Digestive enzyme activities elucidate the digestive strategies of prickleback fishes (family Stichaeidae) with different diets


Meeting Abstract

98.3  Sunday, Jan. 6  Digestive enzyme activities elucidate the digestive strategies of prickleback fishes (family Stichaeidae) with different diets GERMAN, DP; Univ. of California, Irvine dgerman@uci.edu

The patterns of digestive enzyme activities along the digestive tract of an animal can reveal the strategy that an animal takes to acquire resources from their food. In this study I examined how the activity levels of carbohydrases, proteases, and lipase change along the guts of five closely related prickleback fish species with different diets: Cebidichthys violaceus (herbivore), Xiphister mucosus (herbivore), X. atropurpureus (omnivore), Phytichthys chirus (omnivore), and Anoplarchus purpurescens (carnivore). Digestive enzyme activities were measured in the pyloric caeca (which include pancreatic tissue in pricklebacks), and in the proximal, mid, and distal intestines of the fishes.

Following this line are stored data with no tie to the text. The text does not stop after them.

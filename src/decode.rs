use mailparse::body::Body;
use mailparse::{DispositionType, MailHeaderMap, ParsedMail};

/// Subject and plaintext body of one message, ready for classification.
#[derive(Debug, Clone, PartialEq, Eq)]
pub struct NormalizedMessage {
    pub subject: String,
    pub body: String,
}

impl NormalizedMessage {
    pub fn from_raw(raw: &[u8]) -> Self {
        match mailparse::parse_mail(raw) {
            Ok(parsed) => Self {
                subject: parsed
                    .headers
                    .get_first_header("Subject")
                    .map(|h| decode_header_text(h.get_value_raw()))
                    .unwrap_or_default(),
                body: extract_plain_text(&parsed),
            },
            Err(e) => {
                tracing::debug!("Unparseable message, classifying raw text: {}", e);
                Self {
                    subject: String::new(),
                    body: String::from_utf8_lossy(raw).trim().to_string(),
                }
            }
        }
    }

    pub fn classification_text(&self) -> String {
        format!("{} {}", self.subject, self.body)
    }
}

/// Unfold a raw header value and decode RFC 2047 encoded-words in it.
/// Surrounding whitespace is trimmed; invalid bytes become U+FFFD.
pub fn decode_header_text(raw: &[u8]) -> String {
    // continuation lines always start with whitespace, so dropping the line
    // breaks is a full unfold
    let unfolded = String::from_utf8_lossy(raw).replace("\r\n", "").replace('\n', "");
    if !unfolded.contains("=?") {
        return unfolded.trim().to_string();
    }

    // mailparse expects a full "Key: value" header line
    let line = format!("Subject: {unfolded}\r\n");
    match mailparse::parse_header(line.as_bytes()) {
        Ok((header, _)) => header.get_value().trim().to_string(),
        Err(_) => unfolded.trim().to_string(),
    }
}

/// Plaintext content of a message: every non-attachment `text/plain` part in
/// order, or the single body of a flat message.
pub fn extract_plain_text(mail: &ParsedMail) -> String {
    let mut parts = Vec::new();
    if mail.subparts.is_empty() {
        parts.push(decode_body(mail));
    } else {
        collect_plain_parts(mail, &mut parts);
    }
    parts.join("\n").trim().to_string()
}

fn collect_plain_parts(mail: &ParsedMail, out: &mut Vec<String>) {
    for part in &mail.subparts {
        if part.get_content_disposition().disposition == DispositionType::Attachment {
            continue;
        }

        if !part.subparts.is_empty() {
            collect_plain_parts(part, out);
        } else if part.ctype.mimetype.eq_ignore_ascii_case("text/plain") {
            out.push(decode_body(part));
        }
    }
}

/// Charset-aware decode, degrading to lossy text of the transfer-decoded bytes,
/// then of the bytes exactly as they arrived.
fn decode_body(part: &ParsedMail) -> String {
    match part.get_body() {
        Ok(text) => text,
        Err(e) => {
            tracing::debug!("Body decode failed ({}), falling back to raw bytes", e);
            match part.get_body_raw() {
                Ok(bytes) => String::from_utf8_lossy(&bytes).into_owned(),
                Err(_) => encoded_text(part),
            }
        }
    }
}

fn encoded_text(part: &ParsedMail) -> String {
    let body = part.get_body_encoded();
    let raw = match &body {
        Body::Base64(body) | Body::QuotedPrintable(body) => body.get_raw(),
        Body::SevenBit(body) | Body::EightBit(body) => body.get_raw(),
        Body::Binary(body) => body.get_raw(),
    };
    String::from_utf8_lossy(raw).into_owned()
}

All five species showed decreasing amylase activity moving distally along the intestine, whereas disaccharidase activities tended to peak in the mid intestines of the herbivores and omnivores, and decrease moving distally along the intestine of the carnivorous A. purpurescens. Collectively, these observations, in concert with moderate concentrations of short chain fatty acids in the fishes’ guts, are consistent with the “plug-flow reactor” model of digestion, and suggest a reliance on endogenous digestive processes as opposed to microbial endosymbionts. Enzyme activity patterns (including proteolytic and lipolytic activities, which are in progress) will be discussed in the context of the fishes’ feeding ecology and evolutionary history.